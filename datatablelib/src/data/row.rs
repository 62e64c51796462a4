//! Row records and dot-path cell resolution.
//!
//! A row is an open JSON object. Cells are addressed by a column key that
//! may reach into nested objects (`"address.city"`) or arrays
//! (`"tags.0"`). Lookups never fail: anything that cannot be resolved is
//! treated as an absent value.

use serde_json::{Map, Value};

/// One record of the dataset: an open key to value mapping.
pub type Row = Map<String, Value>;

/// Resolve a dot-separated path against a row.
///
/// Returns `None` when any segment is missing or when a segment tries to
/// descend into a scalar.
pub fn resolve<'a>(row: &'a Row, path: &str) -> Option<&'a Value> {
    let mut segments = path.split('.');
    let first = segments.next()?;
    let mut current = row.get(first)?;

    for segment in segments {
        current = match current {
            Value::Object(map) => map.get(segment)?,
            Value::Array(items) => items.get(segment.parse::<usize>().ok()?)?,
            _ => return None,
        };
    }

    Some(current)
}

/// Whether a resolved cell counts as absent (missing or JSON null).
pub fn is_absent(value: Option<&Value>) -> bool {
    matches!(value, None | Some(Value::Null))
}

/// String form of a resolved cell, used for matching and text comparison.
///
/// Absent values become the empty string; strings are returned without
/// quotes; objects and arrays are rendered as compact JSON.
pub fn cell_text(value: Option<&Value>) -> String {
    match value {
        None | Some(Value::Null) => String::new(),
        Some(Value::String(s)) => s.clone(),
        Some(Value::Bool(b)) => b.to_string(),
        Some(Value::Number(n)) => n.to_string(),
        Some(other) => other.to_string(),
    }
}

#[cfg(test)]
mod tests {
    use super::*;
    use serde_json::json;

    fn sample_row() -> Row {
        match json!({
            "id": 7,
            "name": "Anna",
            "address": { "city": "Oslo", "zip": null },
            "tags": ["a", "b"]
        }) {
            Value::Object(map) => map,
            _ => unreachable!(),
        }
    }

    #[test]
    fn test_resolve_top_level() {
        let row = sample_row();
        assert_eq!(resolve(&row, "name"), Some(&json!("Anna")));
    }

    #[test]
    fn test_resolve_nested_object() {
        let row = sample_row();
        assert_eq!(resolve(&row, "address.city"), Some(&json!("Oslo")));
    }

    #[test]
    fn test_resolve_array_index() {
        let row = sample_row();
        assert_eq!(resolve(&row, "tags.1"), Some(&json!("b")));
        assert_eq!(resolve(&row, "tags.9"), None);
        assert_eq!(resolve(&row, "tags.x"), None);
    }

    #[test]
    fn test_resolve_missing_or_through_scalar() {
        let row = sample_row();
        assert_eq!(resolve(&row, "missing"), None);
        assert_eq!(resolve(&row, "name.first"), None);
        assert_eq!(resolve(&row, "address.country"), None);
    }

    #[test]
    fn test_is_absent() {
        let row = sample_row();
        assert!(is_absent(resolve(&row, "address.zip")));
        assert!(is_absent(resolve(&row, "nope")));
        assert!(!is_absent(resolve(&row, "id")));
    }

    #[test]
    fn test_cell_text() {
        let row = sample_row();
        assert_eq!(cell_text(resolve(&row, "id")), "7");
        assert_eq!(cell_text(resolve(&row, "name")), "Anna");
        assert_eq!(cell_text(resolve(&row, "address.zip")), "");
        assert_eq!(cell_text(resolve(&row, "missing")), "");
        assert_eq!(cell_text(resolve(&row, "tags")), r#"["a","b"]"#);
        assert_eq!(cell_text(Some(&json!(true))), "true");
    }
}
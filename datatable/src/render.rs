//! Template rendering for CLI output using minijinja

use console::{measure_text_width, pad_str, truncate_str, Alignment, Style};
use datatablelib::output::HeaderCell;
use datatablelib::{Align, Presentation};
use minijinja::{AutoEscape, Environment};
use serde::Serialize;

/// Include template at compile time
const TABLE_TEMPLATE: &str = include_str!("../templates/table.jinja");

/// Data context for the table template (cells pre-padded)
#[derive(Debug, Serialize)]
struct TableContext {
    headers: Vec<String>,
    rows: Vec<Vec<String>>,
    /// Column gap, narrower in dense layouts
    gap: &'static str,
    separator: String,
    summary: String,
    page: usize,
    total_pages: usize,
}

fn alignment(align: Align) -> Alignment {
    match align {
        Align::Left => Alignment::Left,
        Align::Center => Alignment::Center,
        Align::Right => Alignment::Right,
    }
}

/// Header text with the sort arrow when this is the sorted column
fn header_label(header: &HeaderCell) -> String {
    match header.sorted {
        Some(direction) => format!("{} {}", header.label, direction.arrow()),
        None => header.label.clone(),
    }
}

/// Column widths: the widest cell, capped by the column's requested width
fn column_widths(presentation: &Presentation) -> Vec<usize> {
    presentation
        .headers
        .iter()
        .enumerate()
        .map(|(i, header)| {
            let widest = presentation
                .rows
                .iter()
                .filter_map(|row| row.cells.get(i))
                .map(|cell| measure_text_width(cell))
                .chain(std::iter::once(measure_text_width(&header_label(header))))
                .max()
                .unwrap_or(0);
            match header.width {
                Some(width) => widest.min(width.max(1)),
                None => widest,
            }
        })
        .collect()
}

fn fit(text: &str, width: usize, align: Align) -> String {
    let truncated = truncate_str(text, width, "…");
    pad_str(&truncated, width, alignment(align), None).into_owned()
}

fn bold(value: String) -> String {
    Style::new().bold().apply_to(value).to_string()
}

fn dim(value: String) -> String {
    Style::new().dim().apply_to(value).to_string()
}

/// Build the template context from a presentation
fn table_context(presentation: &Presentation) -> TableContext {
    let widths = column_widths(presentation);
    let gap = if presentation.layout.dense { " " } else { "  " };

    let headers = presentation
        .headers
        .iter()
        .zip(&widths)
        .map(|(h, &w)| fit(&header_label(h), w, h.align))
        .collect();
    let rows = presentation
        .rows
        .iter()
        .map(|row| {
            row.cells
                .iter()
                .zip(presentation.headers.iter().zip(&widths))
                .map(|(cell, (h, &w))| fit(cell, w, h.align))
                .collect()
        })
        .collect();
    let rule_width =
        widths.iter().sum::<usize>() + gap.len() * widths.len().saturating_sub(1);

    let info = &presentation.info;
    TableContext {
        headers,
        rows,
        gap,
        separator: "-".repeat(rule_width),
        summary: info.summary(),
        page: info.page,
        total_pages: info.total_pages,
    }
}

/// Render the page as an aligned text table with a summary footer
pub fn render_table(presentation: &Presentation) -> Result<String, minijinja::Error> {
    let mut env = Environment::new();
    env.set_auto_escape_callback(|_| AutoEscape::None);
    env.set_keep_trailing_newline(true);
    env.add_filter("bold", bold);
    env.add_filter("dim", dim);
    env.add_template("table", TABLE_TEMPLATE)?;
    env.get_template("table")?.render(table_context(presentation))
}

#[cfg(test)]
mod tests {
    use super::*;
    use datatablelib::{Column, Row, RowKeySource, TableConfig, TableView};
    use serde_json::json;

    fn sample_view() -> TableView {
        let rows: Vec<Row> = vec![
            json!({"id": 1, "name": "Bob", "total": 3}),
            json!({"id": 2, "name": "Annabelle", "total": 120}),
            json!({"id": 3, "name": "Cy", "total": 7}),
        ]
        .into_iter()
        .filter_map(|v| v.as_object().cloned())
        .collect();
        let columns = vec![
            Column::new("name", "Name"),
            Column::new("total", "Total").align(Align::Right),
        ];
        let mut view = TableView::new(columns, TableConfig::new(), RowKeySource::field("id"));
        view.set_rows(rows);
        view
    }

    #[test]
    fn test_render_aligns_columns() {
        let mut view = sample_view();
        view.toggle_sort("total");
        let out = render_table(&view.presentation()).unwrap();
        let lines: Vec<&str> = out.lines().collect();

        assert!(lines[0].contains("Total ▲"));
        assert!(lines[1].starts_with("---"));
        assert!(lines[2].starts_with("Bob ") && lines[2].ends_with(" 3"));
        assert!(lines[4].starts_with("Annabelle ") && lines[4].ends_with(" 120"));
        assert_eq!(lines[2].len(), lines[4].len());
        assert!(out.contains("Showing 1 to 3 of 3 entries (page 1 of 1)"));
    }

    #[test]
    fn test_render_empty_page() {
        let mut view = sample_view();
        view.input_query("zzz", std::time::Instant::now());
        view.flush_query();
        let out = render_table(&view.presentation()).unwrap();
        assert!(out.contains("No matching entries"));
        assert!(out.contains("Showing 0 to 0 of 0 entries"));
    }

    #[test]
    fn test_width_cap_truncates() {
        let mut view = TableView::new(
            vec![Column::new("name", "Name").width(4)],
            TableConfig::new(),
            RowKeySource::Positional,
        );
        view.set_rows(vec![json!({"name": "Annabelle"})
            .as_object()
            .cloned()
            .unwrap()]);
        let out = render_table(&view.presentation()).unwrap();
        assert!(out.lines().nth(2).unwrap().chars().count() <= 4);
    }

    #[test]
    fn test_cells_are_not_html_escaped() {
        let mut view = TableView::new(
            vec![Column::new("name", "A & B")],
            TableConfig::new(),
            RowKeySource::Positional,
        );
        view.set_rows(vec![json!({"name": "<Bob>"}).as_object().cloned().unwrap()]);
        let out = render_table(&view.presentation()).unwrap();
        assert!(out.contains("A & B"));
        assert!(out.contains("<Bob>"));
    }
}
//! Sort stage and the cell comparator.
//!
//! Absent cells (missing or null) sort after every defined value, whatever
//! the direction. Defined cells are compared with one strategy chosen for
//! the whole column, the first that every defined cell supports:
//!
//! 1. **Dates**: every cell parses as a date/time instant
//! 2. **Numbers**: every cell is non-blank and coerces to a number once
//!    everything but digits, `.` and `-` is stripped (`"$1,200.50"`)
//! 3. **Text**: case-insensitive natural order (`"item2" < "item10"`)
//!
//! Choosing per column rather than per pair keeps the order total: a
//! version column such as `"1.5"`, `"1.10"`, `"1.7.x"` is ordered as text
//! throughout instead of flipping between numeric and text comparison.
//!
//! Sorting is stable: rows comparing equal keep their filtered order.

use std::cmp::Ordering;
use std::iter::Peekable;
use std::str::Chars;

use chrono::{DateTime, NaiveDate, NaiveDateTime};
use serde_json::Value;

use crate::data::{cell_text, resolve, Column, Row};

use super::options::SortDirection;

const DATETIME_FORMATS: &[&str] = &[
    "%Y-%m-%d %H:%M:%S",
    "%Y-%m-%dT%H:%M:%S",
    "%Y-%m-%d %H:%M",
    "%Y/%m/%d %H:%M:%S",
];

const DATE_FORMATS: &[&str] = &["%Y-%m-%d", "%Y/%m/%d"];

/// Milliseconds since the epoch if `value` is a string holding a date.
///
/// Numbers are never treated as dates; they fall through to the numeric
/// strategy, which orders them the same way.
pub fn parse_instant(value: &Value) -> Option<i64> {
    let text = value.as_str()?.trim();
    if text.is_empty() {
        return None;
    }

    if let Ok(dt) = DateTime::parse_from_rfc3339(text) {
        return Some(dt.timestamp_millis());
    }
    if let Ok(dt) = DateTime::parse_from_rfc2822(text) {
        return Some(dt.timestamp_millis());
    }
    for fmt in DATETIME_FORMATS {
        if let Ok(dt) = NaiveDateTime::parse_from_str(text, fmt) {
            return Some(dt.and_utc().timestamp_millis());
        }
    }
    for fmt in DATE_FORMATS {
        if let Ok(d) = NaiveDate::parse_from_str(text, fmt) {
            return d
                .and_hms_opt(0, 0, 0)
                .map(|dt| dt.and_utc().timestamp_millis());
        }
    }
    None
}

/// Number left after stripping everything but digits, `.` and `-`.
///
/// Blank text never coerces.
pub fn coerce_number(text: &str) -> Option<f64> {
    if text.trim().is_empty() {
        return None;
    }
    let stripped: String = text
        .chars()
        .filter(|c| c.is_ascii_digit() || *c == '.' || *c == '-')
        .collect();
    stripped.parse::<f64>().ok()
}

fn take_digits(chars: &mut Peekable<Chars<'_>>) -> String {
    let mut run = String::new();
    while let Some(c) = chars.peek().copied() {
        if !c.is_ascii_digit() {
            break;
        }
        run.push(c);
        chars.next();
    }
    run
}

fn compare_digit_runs(a: &str, b: &str) -> Ordering {
    let a = a.trim_start_matches('0');
    let b = b.trim_start_matches('0');
    a.len().cmp(&b.len()).then_with(|| a.cmp(b))
}

/// Case-insensitive comparison treating digit runs as numbers.
pub fn natural_cmp(a: &str, b: &str) -> Ordering {
    let a = a.to_lowercase();
    let b = b.to_lowercase();
    let mut left = a.chars().peekable();
    let mut right = b.chars().peekable();

    loop {
        match (left.peek().copied(), right.peek().copied()) {
            (None, None) => return Ordering::Equal,
            (None, Some(_)) => return Ordering::Less,
            (Some(_), None) => return Ordering::Greater,
            (Some(l), Some(r)) if l.is_ascii_digit() && r.is_ascii_digit() => {
                let l_run = take_digits(&mut left);
                let r_run = take_digits(&mut right);
                match compare_digit_runs(&l_run, &r_run) {
                    Ordering::Equal => continue,
                    other => return other,
                }
            }
            (Some(l), Some(r)) => {
                left.next();
                right.next();
                match l.cmp(&r) {
                    Ordering::Equal => continue,
                    other => return other,
                }
            }
        }
    }
}

/// Comparison strategy shared by every cell of a column.
#[derive(Debug, Clone, Copy, PartialEq, Eq)]
pub enum SortStrategy {
    Instant,
    Number,
    Text,
}

impl SortStrategy {
    /// Strongest strategy supported by every defined value.
    pub fn detect(values: &[&Value]) -> Self {
        if values.iter().all(|v| parse_instant(v).is_some()) {
            SortStrategy::Instant
        } else if values
            .iter()
            .all(|v| coerce_number(&cell_text(Some(v))).is_some())
        {
            SortStrategy::Number
        } else {
            SortStrategy::Text
        }
    }
}

/// Precomputed sort key of one cell.
#[derive(Debug, Clone, PartialEq)]
pub enum SortKey {
    Instant(i64),
    Number(f64),
    Text(String),
    Absent,
}

impl SortKey {
    /// Key for `value` under `strategy`.
    ///
    /// A value the strategy cannot read falls back to text, which orders
    /// after every instant and number.
    pub fn new(value: Option<&Value>, strategy: SortStrategy) -> Self {
        let Some(value) = value.filter(|v| !v.is_null()) else {
            return SortKey::Absent;
        };
        let keyed = match strategy {
            SortStrategy::Instant => parse_instant(value).map(SortKey::Instant),
            SortStrategy::Number => coerce_number(&cell_text(Some(value))).map(SortKey::Number),
            SortStrategy::Text => None,
        };
        keyed.unwrap_or_else(|| SortKey::Text(cell_text(Some(value))))
    }

    fn rank(&self) -> u8 {
        match self {
            SortKey::Instant(_) => 0,
            SortKey::Number(_) => 1,
            SortKey::Text(_) => 2,
            SortKey::Absent => 3,
        }
    }

    /// Ascending order of two defined keys.
    fn ascending(&self, other: &Self) -> Ordering {
        match (self, other) {
            (SortKey::Instant(a), SortKey::Instant(b)) => a.cmp(b),
            (SortKey::Number(a), SortKey::Number(b)) => a.total_cmp(b),
            (SortKey::Text(a), SortKey::Text(b)) => natural_cmp(a, b),
            _ => self.rank().cmp(&other.rank()),
        }
    }
}

/// Compare two keys in the given direction, absent keys last.
pub fn compare_keys(a: &SortKey, b: &SortKey, direction: SortDirection) -> Ordering {
    match (a, b) {
        (SortKey::Absent, SortKey::Absent) => Ordering::Equal,
        (SortKey::Absent, _) => Ordering::Greater,
        (_, SortKey::Absent) => Ordering::Less,
        _ => direction.apply(a.ascending(b)),
    }
}

/// Reorder `indices` by `column`, returning a new vector.
///
/// Without a column the input order is returned unchanged.
pub fn sort_rows(
    rows: &[Row],
    indices: &[usize],
    column: Option<&Column>,
    direction: SortDirection,
) -> Vec<usize> {
    let Some(column) = column else {
        return indices.to_vec();
    };

    let path = column.sort_path();
    let cells: Vec<(usize, Option<&Value>)> = indices
        .iter()
        .map(|&i| (i, rows.get(i).and_then(|row| resolve(row, path))))
        .collect();

    let defined: Vec<&Value> = cells
        .iter()
        .filter_map(|(_, v)| v.filter(|v| !v.is_null()))
        .collect();
    let strategy = SortStrategy::detect(&defined);
    tracing::debug!(column = %column.key, ?strategy, "sorting");

    let mut keyed: Vec<(usize, SortKey)> = cells
        .into_iter()
        .map(|(i, v)| (i, SortKey::new(v, strategy)))
        .collect();
    keyed.sort_by(|a, b| compare_keys(&a.1, &b.1, direction));
    keyed.into_iter().map(|(i, _)| i).collect()
}
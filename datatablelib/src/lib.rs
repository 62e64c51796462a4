//! # datatablelib
//!
//! A headless data-table pipeline: filter, sort and paginate a list of
//! JSON rows, with column visibility, row selection, export and print.
//!
//! ## Overview
//!
//! The library holds no rendering code. It derives, from a dataset and an
//! explicit view state, the rows that should be displayed:
//!
//! - **Filter**: case-insensitive substring match over the visible columns
//! - **Sort**: stable, type-aware comparison (dates, numbers, natural text)
//! - **Paginate**: fixed-size windows with clamped page numbers
//!
//! Around the pipeline sit the stateful pieces a table needs:
//!
//! - **Column visibility**: toggles persisted per identifier via a `SnapshotStore`
//! - **Selection**: row keys that survive filtering, sorting and paging
//! - **Debounced search**: typed queries applied after a quiet period
//! - **Events**: notifications drained by the owning context
//!
//! ## Features
//!
//! - **Delegated mode**: hand filtering, sorting and paging to a backend
//! - **Export**: raw values keyed by caption, written as .xlsx or JSON
//! - **Print**: a standalone HTML document of the printable columns
//! - **Pure derivation**: rows are never mutated; every change recomputes
//!
//! ## Example
//!
//! ```rust
//! use datatablelib::{Column, Row, RowKeySource, TableConfig, TableView};
//! use serde_json::json;
//!
//! let rows: Vec<Row> = vec![
//!     json!({"id": 1, "name": "Bob", "price": "$12"}),
//!     json!({"id": 2, "name": "ann", "price": "$3.50"}),
//!     json!({"id": 3, "name": "Cy", "price": "$7"}),
//! ]
//! .into_iter()
//! .filter_map(|v| v.as_object().cloned())
//! .collect();
//!
//! let columns = vec![Column::new("name", "Name"), Column::new("price", "Price")];
//! let mut view = TableView::new(
//!     columns,
//!     TableConfig::new().page_size(2),
//!     RowKeySource::field("id"),
//! );
//! view.set_rows(rows);
//!
//! // Sort numerically by price
//! view.toggle_sort("price");
//! let names: Vec<&str> = view
//!     .page_rows()
//!     .iter()
//!     .filter_map(|r| r.get("name").and_then(|v| v.as_str()))
//!     .collect();
//! assert_eq!(names, vec!["ann", "Cy"]);
//! assert_eq!(view.total_pages(), 2);
//!
//! // Queries are debounced; flush applies the pending one now
//! view.input_query("BOB", std::time::Instant::now());
//! view.flush_query();
//! assert_eq!(view.filtered_len(), 1);
//! ```

pub mod data;
pub mod error;
pub mod output;
pub mod query;
pub mod state;
pub mod view;

pub use data::{Align, CellFormatter, Column, KeyResolver, Row, RowKey, RowKeySource};
pub use error::DataTableError;
pub use output::{
    ExportSheet, HtmlFileSurface, HtmlWriterSurface, JsonWriter, Outcome, PageInfo,
    Presentation, PrintDocument, PrintSurface, SpreadsheetWriter, XlsxWriter,
};
pub use query::{RowSet, SortDirection, SortState, TableConfig};
pub use state::{Debouncer, FileStore, MemoryStore, Selection, SnapshotStore, TableEvent};
pub use view::TableView;

/// Result type for datatablelib operations
pub type Result<T> = std::result::Result<T, DataTableError>;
= = =
What is expected -> Retype the first line of the entries and every line after it, please, through the line that contains "may reach into". Add nothing.

Response ->
filename datatablelib/src/data/row.rs
repository 62e64c51796462a4
//! Row records and dot-path cell resolution.
//!
//! A row is an open JSON object. Cells are addressed by a column key that
//! may reach into nested objects (`"address.city"`) or arrays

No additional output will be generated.